Correct. However, measurements have shown that this is not normally the performance bottleneck in a Boost.Statechart FSM (see conclusions under "Detailed performance data"): <http://www.boost-consulting.com/boost/libs/statechart/doc/performance.html#SpeedVersusScalabilityTradeoffs> Because everything is known at compile time, compilers are able to inline and optimize rather aggressively in the dispatch code.
Additionally, a transition between states involves memory allocations which, besides the performance losses in the first place, leads to memory fragmentation. A custom pooling allocator partially addresses the problem but in most real-world applications it will not evade the necessity of pool synchronization costs.
I don't think dynamic memory allocation by itself is the main performance bottleneck either. Rather, my performance measurements suggest that the main bottleneck is in the code that enters and exists the states during a transition. Currently, due to the fact that this code needs to work correctly even if user-supplied actions throw exceptions, some additional book-kepping is necessary even if the user does not need the error-handling features. My guess is that performance can be increased by 50% if this is optimized further.
In the proposed implementation no allocations take place neither on transitions nor on event delivery. In addition, none of these operations depend on state, transitions or reactions number.
As soon as an FSM needs to be able to process events of arbitrary types you usually need to allocate these events on the free store anyway, also allocating the states there just doubles the runtime needed for new/delete. Sure, you can save all those free store allocations when your FSMs only need to deal with one type of event and state but for many applications this simply is not flexible enough.
The implementation even tries to minimize virtual function usage. So, even though I haven't done experimental comparisons, IMO the proposed implementation will outperform Boost.Statechart.
That wouldn't surprise me at all. Again, please see: <http://www.boost-consulting.com/boost/libs/statechart/doc/performance.html#SpeedVersusScalabilityTradeoffs>
- In Boost.Statechart to declare a custom reaction on some event we must add it as an element to the "reactions" typedef besides defining a "react" member function. No such duplication is needed in the proposed implementation - only "on_process" (the synonym for "react") handler is needed. As a nice side effect it is possible to rely on C++ overload resolution rules and even declare "on_process" templates. That makes the state code cleaner and more natural, IMO. - I can see no way to return a value from a Boost.Statechart's machine except by passing a reference or a pointer in the event.
Correct. How do you return a value? With boost::any?
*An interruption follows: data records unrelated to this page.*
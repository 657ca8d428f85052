mod session;
mod sim;

use std::env;
use std::io::{self, BufRead, Write};
use std::process;

use session::{Scenario, Session};

const USAGE: &str =
    "Usage: sampler-emulator [--scenario <sampling|reset|wear>] [--interactive] | sampler-emulator <scenario>";

fn main() -> io::Result<()> {
    env_logger::Builder::from_env(env_logger::Env::default().default_filter_or("warn")).init();

    let options = parse_options().unwrap_or_else(|err| {
        eprintln!("{err}");
        eprintln!("{USAGE}");
        process::exit(2);
    });

    let stdout = io::stdout();
    let mut writer = stdout.lock();
    let mut session = Session::new(options.scenario);

    writeln!(writer, "# {}", options.scenario.header())?;
    for line in session.boot() {
        writeln!(writer, "{line}")?;
    }

    if options.interactive {
        run_interactive(&mut session, &mut writer)
    } else {
        for command in options.scenario.script() {
            for line in session.handle_command(command) {
                writeln!(writer, "{line}")?;
            }
        }
        Ok(())
    }
}

fn run_interactive(session: &mut Session, writer: &mut impl Write) -> io::Result<()> {
    let stdin = io::stdin();
    let mut reader = stdin.lock();
    let mut line = String::new();

    writeln!(
        writer,
        "Sampler emulator ready. Type `help` for commands or `exit` to quit."
    )?;

    loop {
        line.clear();
        write!(writer, "> ")?;
        writer.flush()?;

        let bytes_read = reader.read_line(&mut line)?;
        if bytes_read == 0 {
            writeln!(writer)?;
            break;
        }

        let trimmed = line.trim();
        if trimmed.is_empty() {
            continue;
        }

        if should_terminate(trimmed) {
            writeln!(writer, "Session closed.")?;
            break;
        }

        for response in session.handle_command(trimmed) {
            writeln!(writer, "{response}")?;
        }
    }

    Ok(())
}

fn should_terminate(input: &str) -> bool {
    input.eq_ignore_ascii_case("exit") || input.eq_ignore_ascii_case("quit")
}

struct Options {
    scenario: Scenario,
    interactive: bool,
}

fn parse_options() -> Result<Options, String> {
    let mut options = Options {
        scenario: Scenario::Sampling,
        interactive: false,
    };
    let mut args = env::args().skip(1);
    while let Some(arg) = args.next() {
        if arg == "--interactive" || arg == "-i" {
            options.interactive = true;
        } else if let Some(value) = arg.strip_prefix("--scenario=") {
            options.scenario = Scenario::from_tag(value)?;
        } else if arg == "--scenario" {
            let Some(value) = args.next() else {
                return Err("Expected value after --scenario".to_string());
            };
            options.scenario = Scenario::from_tag(&value)?;
        } else {
            options.scenario = Scenario::from_tag(&arg)?;
        }
    }
    Ok(options)
}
- I can see no easy way to describe a transition that should take place regardless of the current state of the machine in Boost.Statechart. To do this one must put the transition into each state's "reactions" type sequence.
There are two ways: 1. Define an outermost state that contains all other states and add a reaction triggered by event_base. 2. Add a member-function unconsumed_event to the state_machine<> subclass: <http://www.boost-consulting.com/boost/libs/statechart/doc/reference.html#unconsumed_event>
That being said, I may only purpose my implementation as a lightweight addition to the Boost.Statechart aimed to solve performance and simplicity issues for small and light FSMs. Is there any need in such?
I don't have time to look at your proposal right now, but I would guess that there is a need in a simple FSM lib that does not have all the bells and whistles of Boost.Statechart but does provide top-notch performance in return. However, I don't see how it can be a part of Boost.Statechart, it should probably be a separate library. Regards, -- Andreas Huber When replying by private email, please remove the words spam and trap from the address shown in the header.